BLOGGER TEMPLATES AND TWITTER BACKGROUNDS »

Thursday, November 27, 2008

My College Essay

Remember how people rip these off. YOU BETTER NOT.

Personal Statement
In seventh grade, I decided it was time to start a diary. Like any other tween, I had the intention of keeping it hidden in my room and pouring out my heart’s desires in it every night. So of course within a week of its inception, I brought it to school.
“What’s that?” my friend asked.
“Nothing,” I quickly replied, hugging the composition notebook to my chest. But for some reason, I realized that there was absolutely nothing I had written that I considered embarrassing. So I gave her the notebook.
What she found was a compilation of stickers, cartoons, and quotes that I found interesting or funny. “This is amazing!” she said. I was proud of myself; I had entertained someone for maybe five minutes, but it had made my day.
Word spread about my so-called diary, and soon I had friends approaching me and asking to read it. Before I knew it, the situation spiraled. The diary became “The Book.” It made its daily rounds to my closest friends and anyone who cared to read it.
There have been a total of five books since then, each one in a different colored composition notebook. In them, my friends and I made ourselves superheroes, created sticker collages, ranted politically, glued in the headlines of the day, drew our own cartoons, took polls, and compiled lists of our favorite things. The Book became a social staple. If anything happened at St. Michael School or around the world worth noting, it went in The Book, with an interpretation from a thirteen year old girl. I still wonder what Jon Stewart would say if he knew that I wanted him to be Press Secretary for the country I created.
It is intriguing to think of how little I have changed. I still have a dry sense of humor and still observe the most obscure things. My entry for the Easter of 2005 began: “Easter. Remembrance of our Lord being brutally murdered by capital punishment, now symbolized by a happy little bunny bouncing around distributing chocolates.” That entry led to the AEBA, The Anti-Easter Bunny Alliance. Always the environmentalist, I encouraged potential readers to “go hug a tree.” I also expressed my anger over someone stealing our John Kerry yard sign the same way I expressed it when our Obama yard sign disappeared. After Kerry’s loss in 2004, I wrote, “I found an article in USA Weekend about the 2008 election. Let’s go Hillary!” Four years later, I still supported her.

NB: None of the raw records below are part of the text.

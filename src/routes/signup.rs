//! Individual signup route. It validates inputs locally, registers the
//! account, then opens the pending-verification handshake and hands off to
//! the OTP page. The handshake is the only state carried between the two
//! pages.

use crate::app_lib::BrowserSession;
use crate::components::{Alert, AlertKind, AppShell, Button, Spinner};
use crate::features::auth::client;
use crate::features::auth::handshake::HandshakeTracker;
use crate::features::auth::types::{RegisterRequest, UserType};
use leptos::ev::SubmitEvent;
use leptos::prelude::*;
use leptos_router::hooks::{use_navigate, use_query_map};

/// Minimum password length enforced by the client for early UX feedback.
const MIN_PASSWORD_LENGTH: usize = 6;

#[derive(Clone)]
/// Captures signup form input for the async action without borrowing signals.
struct SignupInput {
    first_name: String,
    last_name: String,
    email: String,
    password: String,
}

/// Maps the reason codes the OTP page redirects back with.
fn reason_banner(reason: &str) -> Option<&'static str> {
    match reason {
        "no_session" => Some("Start by creating your account below."),
        "session_expired" => {
            Some("Your verification session expired. Please sign up again to get a new code.")
        }
        "invalid_session" => Some("Something went wrong with your signup. Please try again."),
        _ => None,
    }
}

#[component]
pub fn SignUpPage() -> impl IntoView {
    let navigate = use_navigate();
    let query = use_query_map();
    let (first_name, set_first_name) = signal(String::new());
    let (last_name, set_last_name) = signal(String::new());
    let (email, set_email) = signal(String::new());
    let (password, set_password) = signal(String::new());
    let (confirm_password, set_confirm_password) = signal(String::new());
    let (error, set_error) = signal::<Option<String>>(None);

    let notice = move || {
        query
            .get()
            .get("error")
            .and_then(|reason| reason_banner(&reason))
            .map(str::to_string)
    };

    let signup_action = Action::new_local(move |input: &SignupInput| {
        let input = input.clone();
        async move {
            let request = RegisterRequest {
                email: input.email.clone(),
                password: input.password,
                first_name: input.first_name,
                last_name: input.last_name,
            };
            client::register(&request).await.map(|_| input.email)
        }
    });

    Effect::new(move |_| {
        if let Some(result) = signup_action.value().get() {
            match result {
                Ok(email_value) => {
                    let tracker = HandshakeTracker::new(BrowserSession);
                    if let Err(err) = tracker.begin(&email_value, UserType::Individual) {
                        set_error.set(Some(err.to_string()));
                        return;
                    }
                    navigate("/verify-otp", Default::default());
                }
                Err(err) => set_error.set(Some(err.to_string())),
            }
        }
    });

    let on_submit = move |event: SubmitEvent| {
        event.prevent_default();
        set_error.set(None);

        let first_value = first_name.get_untracked().trim().to_string();
        let last_value = last_name.get_untracked().trim().to_string();
        let email_value = email.get_untracked().trim().to_string();
        let password_value = password.get_untracked();
        let confirm_value = confirm_password.get_untracked();

        if first_value.len() < 2 || last_value.len() < 2 {
            set_error.set(Some("First and last name are required.".to_string()));
            return;
        }
        if !email_value.contains('@') {
            set_error.set(Some("Please enter a valid email address.".to_string()));
            return;
        }
        if password_value.len() < MIN_PASSWORD_LENGTH {
            set_error.set(Some(format!(
                "Password must be at least {MIN_PASSWORD_LENGTH} characters."
            )));
            return;
        }
        if password_value != confirm_value {
            set_error.set(Some("Passwords don't match.".to_string()));
            return;
        }

        signup_action.dispatch(SignupInput {
            first_name: first_value,
            last_name: last_value,
            email: email_value,
            password: password_value,
        });
    };

    view! {
        <AppShell>
            <form class="max-w-md mx-auto" on:submit=on_submit>
                <h1 class="mb-2 text-2xl font-semibold text-gray-900 dark:text-white">
                    "Create your account"
                </h1>
                <p class="mb-6 text-sm text-gray-500 dark:text-gray-400">
                    "Enter your details to get started with Card CRM."
                </p>
                {move || {
                    notice()
                        .map(|message| {
                            view! {
                                <div class="mb-5">
                                    <Alert kind=AlertKind::Info message=message />
                                </div>
                            }
                        })
                }}
                <div class="grid gap-5 sm:grid-cols-2 mb-5">
                    <div>
                        <label
                            class="block mb-2 text-sm font-medium text-gray-900 dark:text-white"
                            for="first_name"
                        >
                            "First name"
                        </label>
                        <input
                            id="first_name"
                            type="text"
                            class="bg-gray-50 border border-gray-300 text-gray-900 text-sm rounded-lg focus:ring-blue-500 focus:border-blue-500 block w-full p-2.5 dark:bg-gray-700 dark:border-gray-600 dark:text-white"
                            autocomplete="given-name"
                            required
                            on:input=move |event| set_first_name.set(event_target_value(&event))
                        />
                    </div>
                    <div>
                        <label
                            class="block mb-2 text-sm font-medium text-gray-900 dark:text-white"
                            for="last_name"
                        >
                            "Last name"
                        </label>
                        <input
                            id="last_name"
                            type="text"
                            class="bg-gray-50 border border-gray-300 text-gray-900 text-sm rounded-lg focus:ring-blue-500 focus:border-blue-500 block w-full p-2.5 dark:bg-gray-700 dark:border-gray-600 dark:text-white"
                            autocomplete="family-name"
                            required
                            on:input=move |event| set_last_name.set(event_target_value(&event))
                        />
                    </div>
                </div>
                <div class="mb-5">
                    <label
                        class="block mb-2 text-sm font-medium text-gray-900 dark:text-white"
                        for="email"
                    >
                        "Email"
                    </label>
                    <input
                        id="email"
                        type="email"
                        class="bg-gray-50 border border-gray-300 text-gray-900 text-sm rounded-lg focus:ring-blue-500 focus:border-blue-500 block w-full p-2.5 dark:bg-gray-700 dark:border-gray-600 dark:text-white"
                        autocomplete="email"
                        placeholder="name@example.com"
                        required
                        on:input=move |event| set_email.set(event_target_value(&event))
                    />
                </div>
                <div class="mb-5">
                    <label
                        class="block mb-2 text-sm font-medium text-gray-900 dark:text-white"
                        for="password"
                    >
                        "Password"
                    </label>
                    <input
                        id="password"
                        type="password"
                        class="bg-gray-50 border border-gray-300 text-gray-900 text-sm rounded-lg focus:ring-blue-500 focus:border-blue-500 block w-full p-2.5 dark:bg-gray-700 dark:border-gray-600 dark:text-white"
                        autocomplete="new-password"
                        required
                        on:input=move |event| set_password.set(event_target_value(&event))
                    />
                </div>
                <div class="mb-5">
                    <label
                        class="block mb-2 text-sm font-medium text-gray-900 dark:text-white"
                        for="confirm_password"
                    >
                        "Confirm password"
                    </label>
                    <input
                        id="confirm_password"
                        type="password"
                        class="bg-gray-50 border border-gray-300 text-gray-900 text-sm rounded-lg focus:ring-blue-500 focus:border-blue-500 block w-full p-2.5 dark:bg-gray-700 dark:border-gray-600 dark:text-white"
                        autocomplete="new-password"
                        required
                        on:input=move |event| {
                            set_confirm_password.set(event_target_value(&event));
                        }
                    />
                </div>
                <Button button_type="submit" disabled=signup_action.pending()>
                    "Create account"
                </Button>
                {move || {
                    signup_action
                        .pending()
                        .get()
                        .then_some(view! { <div class="mt-4"><Spinner /></div> })
                }}
                {move || {
                    error
                        .get()
                        .map(|message| {
                            view! {
                                <div class="mt-4">
                                    <Alert kind=AlertKind::Error message=message />
                                </div>
                            }
                        })
                }}
            </form>
        </AppShell>
    }
}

At the same time, I feel as if I have matured immensely. I don’t really spend time making vendettas against helpless holiday characters anymore. I’ve learned to take my political energy and channel it into useful activities such as registering voters, canvassing, and making phone calls, rather than purely ranting about what should be done. It is also reassuring that I broke my healthy addiction to Spongebob Squarepants by ninth grade.

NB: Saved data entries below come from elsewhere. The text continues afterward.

//! Types for profile API responses.

use serde::{Deserialize, Serialize};

/// Standard `{success, data}` envelope the profile endpoints answer with.
#[derive(Clone, Debug, Serialize, Deserialize)]
pub struct ProfileEnvelope<T> {
    #[serde(default)]
    pub success: Option<bool>,
    pub data: T,
}

/// Editable subset of the profile. Absent fields are left untouched
/// server-side.
#[derive(Clone, Debug, Default, Serialize, Deserialize)]
#[serde(rename_all = "camelCase")]
pub struct ProfileUpdate {
    #[serde(skip_serializing_if = "Option::is_none")]
    pub first_name: Option<String>,
    #[serde(skip_serializing_if = "Option::is_none")]
    pub last_name: Option<String>,
    #[serde(skip_serializing_if = "Option::is_none")]
    pub phone_number: Option<String>,
    #[serde(skip_serializing_if = "Option::is_none")]
    pub bio: Option<String>,
}
#[component]
fn ProfileSection() -> impl IntoView {
    let auth = use_auth();
    // RequireAuth redirects before this renders without a session; an empty
    // snapshot just keeps the form inert in the meantime.
    let current = auth.user().unwrap_or_default();

    let (first_name, set_first_name) = signal(current.first_name.clone());
    let (last_name, set_last_name) = signal(current.last_name.clone());
    let (phone_number, set_phone_number) = signal(current.phone_number.clone().unwrap_or_default());
    let (bio, set_bio) = signal(current.bio.clone().unwrap_or_default());
    let (saved, set_saved) = signal(false);
    let (error, set_error) = signal::<Option<String>>(None);

    let save_action = Action::new_local(move |update: &ProfileUpdate| {
        let update = update.clone();
        async move {
            let token = auth.token();
            me_client::update_profile(&update, token.as_deref()).await
        }
    });

    Effect::new(move |_| {
        if let Some(result) = save_action.value().get() {
            match result {
                Ok(user) => {
                    // Server answer overwrites the cache; views re-derive.
                    if let Err(err) = auth.apply_user(user) {
                        set_error.set(Some(err.to_string()));
                        return;
                    }
                    set_saved.set(true);
                }
                Err(err) => set_error.set(Some(err.to_string())),
            }
        }
    });

    let on_submit = move |event: SubmitEvent| {
        event.prevent_default();
        set_saved.set(false);
        set_error.set(None);

        let first_value = first_name.get_untracked().trim().to_string();
        let last_value = last_name.get_untracked().trim().to_string();
        if first_value.is_empty() || last_value.is_empty() {
            set_error.set(Some("First and last name are required.".to_string()));
            return;
        }

        let phone_value = phone_number.get_untracked().trim().to_string();
        let bio_value = bio.get_untracked().trim().to_string();
        save_action.dispatch(ProfileUpdate {
            first_name: Some(first_value),
            last_name: Some(last_value),
            phone_number: (!phone_value.is_empty()).then_some(phone_value),
            bio: (!bio_value.is_empty()).then_some(bio_value),
        });
    };

    view! {
        <section class="rounded-lg border border-gray-200 bg-white p-5 dark:border-gray-700 dark:bg-gray-800">
            <h2 class="text-lg font-semibold text-gray-900 dark:text-white">"Profile"</h2>
            <p class="mt-1 text-sm text-gray-500 dark:text-gray-400">
                {current.email.clone()}
            </p>
            <form class="mt-4 space-y-4" on:submit=on_submit>
                <div class="grid gap-4 sm:grid-cols-2">
                    <div>
                        <label
                            class="block mb-2 text-sm font-medium text-gray-900 dark:text-white"
                            for="profile_first_name"
                        >
                            "First name"
                        </label>
                        <input
                            id="profile_first_name"
                            type="text"
                            class="bg-gray-50 border border-gray-300 text-gray-900 text-sm rounded-lg focus:ring-blue-500 focus:border-blue-500 block w-full p-2.5 dark:bg-gray-700 dark:border-gray-600 dark:text-white"
                            prop:value=move || first_name.get()
                            on:input=move |event| set_first_name.set(event_target_value(&event))
                        />
                    </div>
                    <div>
                        <label
                            class="block mb-2 text-sm font-medium text-gray-900 dark:text-white"
                            for="profile_last_name"
                        >
                            "Last name"
                        </label>
                        <input
                            id="profile_last_name"
                            type="text"
                            class="bg-gray-50 border border-gray-300 text-gray-900 text-sm rounded-lg focus:ring-blue-500 focus:border-blue-500 block w-full p-2.5 dark:bg-gray-700 dark:border-gray-600 dark:text-white"
                            prop:value=move || last_name.get()
                            on:input=move |event| set_last_name.set(event_target_value(&event))
                        />
                    </div>
                </div>
                <div>
                    <label
                        class="block mb-2 text-sm font-medium text-gray-900 dark:text-white"
                        for="profile_phone"
                    >
                        "Phone number"
                    </label>
                    <input
                        id="profile_phone"
                        type="tel"
                        class="bg-gray-50 border border-gray-300 text-gray-900 text-sm rounded-lg focus:ring-blue-500 focus:border-blue-500 block w-full p-2.5 dark:bg-gray-700 dark:border-gray-600 dark:text-white"
                        prop:value=move || phone_number.get()
                        on:input=move |event| set_phone_number.set(event_target_value(&event))
                    />
                </div>
                <div>
                    <label
                        class="block mb-2 text-sm font-medium text-gray-900 dark:text-white"
                        for="profile_bio"
                    >
                        "Bio"
                    </label>
                    <textarea
                        id="profile_bio"
                        rows="3"
                        class="bg-gray-50 border border-gray-300 text-gray-900 text-sm rounded-lg focus:ring-blue-500 focus:border-blue-500 block w-full p-2.5 dark:bg-gray-700 dark:border-gray-600 dark:text-white"
                        prop:value=move || bio.get()
                        on:input=move |event| set_bio.set(event_target_value(&event))
                    ></textarea>
                </div>
                <Button button_type="submit" disabled=save_action.pending()>
                    "Save changes"
                </Button>
                {move || {
                    saved
                        .get()
                        .then_some(view! {
                            <Alert kind=AlertKind::Success message="Profile updated.".to_string() />
                        })
                }}
                {move || {
                    error
                        .get()
                        .map(|message| view! { <Alert kind=AlertKind::Error message=message /> })
                }}
            </form>
        </section>
    }
}
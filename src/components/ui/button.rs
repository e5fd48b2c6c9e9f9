use leptos::prelude::*;

#[component]
pub fn Button(
    #[prop(optional)] button_type: Option<&'static str>,
    #[prop(optional, into, default = Signal::from(false))] disabled: Signal<bool>,
    #[prop(optional, into)] on_click: Option<Callback<leptos::ev::MouseEvent>>,
    children: Children,
) -> impl IntoView {
    let button_type = button_type.unwrap_or("button");

    view! {
        <button
            type=button_type
            class="text-white bg-blue-700 hover:bg-blue-800 focus:ring-4 focus:outline-none focus:ring-blue-300 font-medium rounded-lg text-sm w-full sm:w-auto px-5 py-2.5 text-center dark:bg-blue-600 dark:hover:bg-blue-700 dark:focus:ring-blue-800"
            class:cursor-not-allowed=move || disabled.get()
            class:opacity-70=move || disabled.get()
            disabled=move || disabled.get()
            on:click=move |event| {
                if let Some(callback) = on_click {
                    callback.run(event);
                }
            }
        >
            {children()}
        </button>
    }
}
//! Password reset request route. The backend emails an OTP; the follow-up
//! form on `/reset-password` consumes it.

use crate::components::{Alert, AlertKind, AppShell, Button, Spinner};
use crate::features::auth::client;
use leptos::ev::SubmitEvent;
use leptos::prelude::*;
use leptos_router::hooks::use_navigate;

#[component]
pub fn ForgotPasswordPage() -> impl IntoView {
    let navigate = use_navigate();
    let (email, set_email) = signal(String::new());
    let (error, set_error) = signal::<Option<String>>(None);

    let request_action = Action::new_local(move |email_value: &String| {
        let email_value = email_value.clone();
        async move {
            client::request_password_reset(&email_value)
                .await
                .map(|_| email_value)
        }
    });

    Effect::new(move |_| {
        if let Some(result) = request_action.value().get() {
            match result {
                Ok(email_value) => {
                    navigate(
                        &format!("/reset-password?email={email_value}"),
                        Default::default(),
                    );
                }
                Err(err) => set_error.set(Some(err.to_string())),
            }
        }
    });

    let on_submit = move |event: SubmitEvent| {
        event.prevent_default();
        set_error.set(None);

        let email_value = email.get_untracked().trim().to_string();
        if !email_value.contains('@') {
            set_error.set(Some("Please enter a valid email address.".to_string()));
            return;
        }

        request_action.dispatch(email_value);
    };

    view! {
        <AppShell>
            <form class="max-w-sm mx-auto" on:submit=on_submit>
                <h1 class="mb-2 text-2xl font-semibold text-gray-900 dark:text-white">
                    "Forgot your password?"
                </h1>
                <p class="mb-6 text-sm text-gray-500 dark:text-gray-400">
                    "Enter your email and we'll send you a reset code."
                </p>
                <div class="mb-5">
                    <label
                        class="block mb-2 text-sm font-medium text-gray-900 dark:text-white"
                        for="email"
                    >
                        "Email"
                    </label>
                    <input
                        id="email"
                        type="email"
                        class="bg-gray-50 border border-gray-300 text-gray-900 text-sm rounded-lg focus:ring-blue-500 focus:border-blue-500 block w-full p-2.5 dark:bg-gray-700 dark:border-gray-600 dark:text-white"
                        autocomplete="email"
                        placeholder="name@example.com"
                        required
                        on:input=move |event| set_email.set(event_target_value(&event))
                    />
                </div>
                <Button button_type="submit" disabled=request_action.pending()>
                    "Send reset code"
                </Button>
                {move || {
                    request_action
                        .pending()
                        .get()
                        .then_some(view! { <div class="mt-4"><Spinner /></div> })
                }}
                {move || {
                    error
                        .get()
                        .map(|message| {
                            view! {
                                <div class="mt-4">
                                    <Alert kind=AlertKind::Error message=message />
                                </div>
                            }
                        })
                }}
            </form>
        </AppShell>
    }
}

The Book has greatly influenced who I am today. Had it been a traditional diary, I never would have gotten much of my friends’ input. It taught me to value other people’s opinions. Of course, it was annoying when people would write “Go Bush” everywhere, but in retrospect I can see that a one-sided story is a little boring. The Book made me realize that I love to write. The thrill of being the news source was exhilarating. It formed my goal to relay political information to the American people one day. It taught me to be who I am and to not be afraid of what others may think, say, or write about me.

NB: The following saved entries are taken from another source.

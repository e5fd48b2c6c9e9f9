//! OTP verification route. Entry is guarded by the pending-verification
//! handshake: no handshake sends the visitor back to signup with a reason
//! code, an expired one does the same after removing the record. A visible
//! countdown mirrors the 15-minute window; failed submissions are capped at
//! five until a resend. Success stores the issued session and routes by the
//! account type recorded at signup.

use crate::app_lib::BrowserSession;
use crate::components::{Alert, AlertKind, AppShell, Button, Spinner};
use crate::features::auth::client;
use crate::features::auth::handshake::{
    AttemptCounter, HandshakeCheck, HandshakeTracker, MAX_ATTEMPTS, SESSION_TIMEOUT_MS,
};
use crate::features::auth::session::use_auth;
use crate::features::auth::types::{UserType, VerifyEmailRequest};
use crate::features::invitations::flow::InviteMarkers;
use leptos::ev::SubmitEvent;
use leptos::prelude::*;
use leptos_router::hooks::use_navigate;
use std::sync::atomic::{AtomicBool, Ordering};
use std::sync::Arc;
use std::time::Duration;

const OTP_LENGTH: usize = 6;

fn format_time(seconds: u64) -> String {
    format!("{}:{:02}", seconds / 60, seconds % 60)
}

#[component]
pub fn VerifyOtpPage() -> impl IntoView {
    let auth = use_auth();
    let navigate = use_navigate();
    let tracker = HandshakeTracker::new(BrowserSession);
    let markers = InviteMarkers::new(BrowserSession);

    let (email, set_email) = signal(String::new());
    let (account_type, set_account_type) = signal(UserType::Individual);
    let (remaining_secs, set_remaining) = signal(0u64);
    let (checked, set_checked) = signal(false);
    let (otp, set_otp) = signal(String::new());
    let (error, set_error) = signal::<Option<String>>(None);
    let (resend_ok, set_resend_ok) = signal(false);
    let (attempts, set_attempts) = signal(AttemptCounter::default());

    // Handshake guard: runs once, before anything renders meaningfully.
    let navigate_guard = navigate.clone();
    Effect::new(move |_| {
        if checked.get_untracked() {
            return;
        }
        match tracker.check() {
            HandshakeCheck::NoSession => {
                navigate_guard("/signup?error=no_session", Default::default());
            }
            HandshakeCheck::Expired => {
                navigate_guard("/signup?error=session_expired", Default::default());
            }
            HandshakeCheck::Active {
                email: stored_email,
                account_type: stored_type,
                remaining_millis,
            } => {
                set_email.set(stored_email);
                set_account_type.set(stored_type);
                set_remaining.set(remaining_millis / 1000);
                set_checked.set(true);
            }
        }
    });

    // One-second countdown. The liveness flag keeps a torn-down page from
    // ticking (or redirecting) after the user has navigated away.
    let alive = Arc::new(AtomicBool::new(true));
    let alive_task = alive.clone();
    leptos::task::spawn_local(async move {
        loop {
            gloo_timers::future::sleep(Duration::from_secs(1)).await;
            if !alive_task.load(Ordering::Relaxed) {
                break;
            }
            if !checked.get_untracked() {
                continue;
            }
            let seconds = remaining_secs.get_untracked();
            if seconds > 0 {
                set_remaining.set(seconds - 1);
            }
        }
    });
    on_cleanup(move || alive.store(false, Ordering::Relaxed));

    // Reaching zero is the same transition as server-side expiry.
    let navigate_expired = navigate.clone();
    Effect::new(move |_| {
        if checked.get() && remaining_secs.get() == 0 {
            tracker.complete();
            navigate_expired("/signup?error=session_expired", Default::default());
        }
    });

    let verify_action = Action::new_local(move |otp_value: &String| {
        let request = VerifyEmailRequest {
            email: email.get_untracked(),
            otp: otp_value.clone(),
        };
        async move { client::verify_email(&request).await }
    });

    let navigate_verified = navigate.clone();
    Effect::new(move |_| {
        if let Some(result) = verify_action.value().get() {
            match result {
                Ok(response) => {
                    if let Err(err) = auth.log_in(response.token, response.user) {
                        set_error.set(Some(err.to_string()));
                        return;
                    }
                    tracker.complete();
                    let destination = match account_type.get_untracked() {
                        UserType::Organization => "/organization/dashboard?verified=true".to_string(),
                        UserType::Individual => match markers.pending_invite() {
                            Some(invite_token) => {
                                let _ = markers.mark_just_signed_up();
                                format!("/accept-invite/{invite_token}")
                            }
                            None => "/dashboard?verified=true".to_string(),
                        },
                    };
                    navigate_verified(&destination, Default::default());
                }
                Err(err) => {
                    set_attempts.update(|counter| {
                        counter.record_failure();
                    });
                    let counter = attempts.get_untracked();
                    if counter.is_locked() {
                        set_error.set(Some(format!(
                            "Too many failed attempts ({MAX_ATTEMPTS}/{MAX_ATTEMPTS}). Please request a new code."
                        )));
                    } else {
                        let remaining = counter.remaining();
                        set_error.set(Some(format!("{err} {remaining} attempts remaining.")));
                    }
                    set_otp.set(String::new());
                }
            }
        }
    });

    let resend_action = Action::new_local(move |_: &()| {
        let email_value = email.get_untracked();
        async move { client::resend_otp(&email_value).await }
    });

    Effect::new(move |_| {
        if let Some(result) = resend_action.value().get() {
            match result {
                Ok(_) => {
                    // A fresh code restarts the window and unlocks the form.
                    let _ = tracker.touch();
                    set_attempts.update(AttemptCounter::reset);
                    set_remaining.set(SESSION_TIMEOUT_MS / 1000);
                    set_resend_ok.set(true);
                    set_error.set(None);
                }
                Err(err) => set_error.set(Some(err.to_string())),
            }
        }
    });

    let on_submit = move |event: SubmitEvent| {
        event.prevent_default();
        set_error.set(None);
        set_resend_ok.set(false);

        if attempts.get_untracked().is_locked() {
            set_error.set(Some(
                "Too many failed attempts. Please request a new code.".to_string(),
            ));
            return;
        }

        let otp_value = otp.get_untracked().trim().to_string();
        if otp_value.len() != OTP_LENGTH || !otp_value.chars().all(|c| c.is_ascii_digit()) {
            set_error.set(Some("The code is 6 digits.".to_string()));
            return;
        }

        verify_action.dispatch(otp_value);
    };

    let on_resend = move |_| {
        set_resend_ok.set(false);
        set_error.set(None);
        resend_action.dispatch(());
    };

    let locked = move || attempts.get().is_locked();

    view! {
        <AppShell>
            <div class="max-w-md mx-auto">
                <Show
                    when=move || checked.get()
                    fallback=move || view! { <div class="mt-10 text-center"><Spinner /></div> }
                >
                    <form on:submit=on_submit>
                        <h1 class="text-2xl font-semibold text-gray-900 dark:text-white">
                            "Verify your email"
                        </h1>
                        <p class="mt-2 text-sm text-gray-500 dark:text-gray-400">
                            "We sent a 6-digit verification code to "
                            <span class="font-medium text-gray-900 dark:text-white">
                                {move || email.get()}
                            </span>
                        </p>
                        <p class="mt-2 text-sm text-gray-500 dark:text-gray-400">
                            "Session expires in "
                            <span class="font-mono">
                                {move || format_time(remaining_secs.get())}
                            </span>
                        </p>
                        <div class="mt-6">
                            <label
                                class="block mb-2 text-sm font-medium text-gray-900 dark:text-white"
                                for="otp"
                            >
                                "Enter code"
                            </label>
                            <input
                                id="otp"
                                type="text"
                                inputmode="numeric"
                                maxlength="6"
                                placeholder="000000"
                                class="bg-gray-50 border border-gray-300 text-gray-900 text-2xl tracking-widest font-mono text-center rounded-lg focus:ring-blue-500 focus:border-blue-500 block w-full p-2.5 dark:bg-gray-700 dark:border-gray-600 dark:text-white"
                                autocomplete="one-time-code"
                                prop:value=move || otp.get()
                                disabled=locked
                                on:input=move |event| set_otp.set(event_target_value(&event))
                            />
                            {move || {
                                let failures = attempts.get().failures();
                                (failures > 0 && !attempts.get().is_locked())
                                    .then_some(view! {
                                        <p class="mt-2 text-xs text-amber-600 dark:text-amber-400">
                                            {format!("Failed attempts: {failures}/{MAX_ATTEMPTS}")}
                                        </p>
                                    })
                            }}
                        </div>
                        <div class="mt-4">
                            <Button button_type="submit" disabled=Signal::derive(move || {
                                verify_action.pending().get() || attempts.get().is_locked()
                            })>
                                {move || if locked() { "Locked - request a new code" } else { "Verify email" }}
                            </Button>
                        </div>
                        {move || {
                            verify_action
                                .pending()
                                .get()
                                .then_some(view! { <div class="mt-4"><Spinner /></div> })
                        }}
                        {move || {
                            resend_ok
                                .get()
                                .then_some(view! {
                                    <div class="mt-4">
                                        <Alert
                                            kind=AlertKind::Success
                                            message="A new code is on the way. Check your email.".to_string()
                                        />
                                    </div>
                                })
                        }}
                        {move || {
                            error
                                .get()
                                .map(|message| {
                                    view! {
                                        <div class="mt-4">
                                            <Alert kind=AlertKind::Error message=message />
                                        </div>
                                    }
                                })
                        }}
                        <div class="mt-6 text-center text-sm text-gray-500 dark:text-gray-400">
                            "Didn't receive the code? "
                            <button
                                type="button"
                                class="font-medium text-blue-700 hover:underline disabled:opacity-50 dark:text-blue-500"
                                disabled=move || resend_action.pending().get() || verify_action.pending().get()
                                on:click=on_resend
                            >
                                {move || if resend_action.pending().get() { "Resending..." } else { "Resend code" }}
                            </button>
                        </div>
                        <div class="mt-4 text-center text-sm">
                            <a href="/signup" class="text-blue-700 hover:underline dark:text-blue-500">
                                "Back to sign up"
                            </a>
                        </div>
                    </form>
                </Show>
            </div>
        </AppShell>
    }
}

#[cfg(test)]
mod tests {
    use super::format_time;

    #[test]
    fn countdown_formatting() {
        assert_eq!(format_time(0), "0:00");
        assert_eq!(format_time(59), "0:59");
        assert_eq!(format_time(899), "14:59");
        assert_eq!(format_time(900), "15:00");
    }
}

I am still the same Isabel Custodio that I was in eighth grade. I am just refined, more mature, deeper. I am still the girl who enjoys going to political rallies more than birthday parties, who likes a good caveman comic every now and then, and who pastes pictures of her cats everywhere. The Book began the foundation of my adult being. We’ll just have to wait for Volume Six to see where I go from here.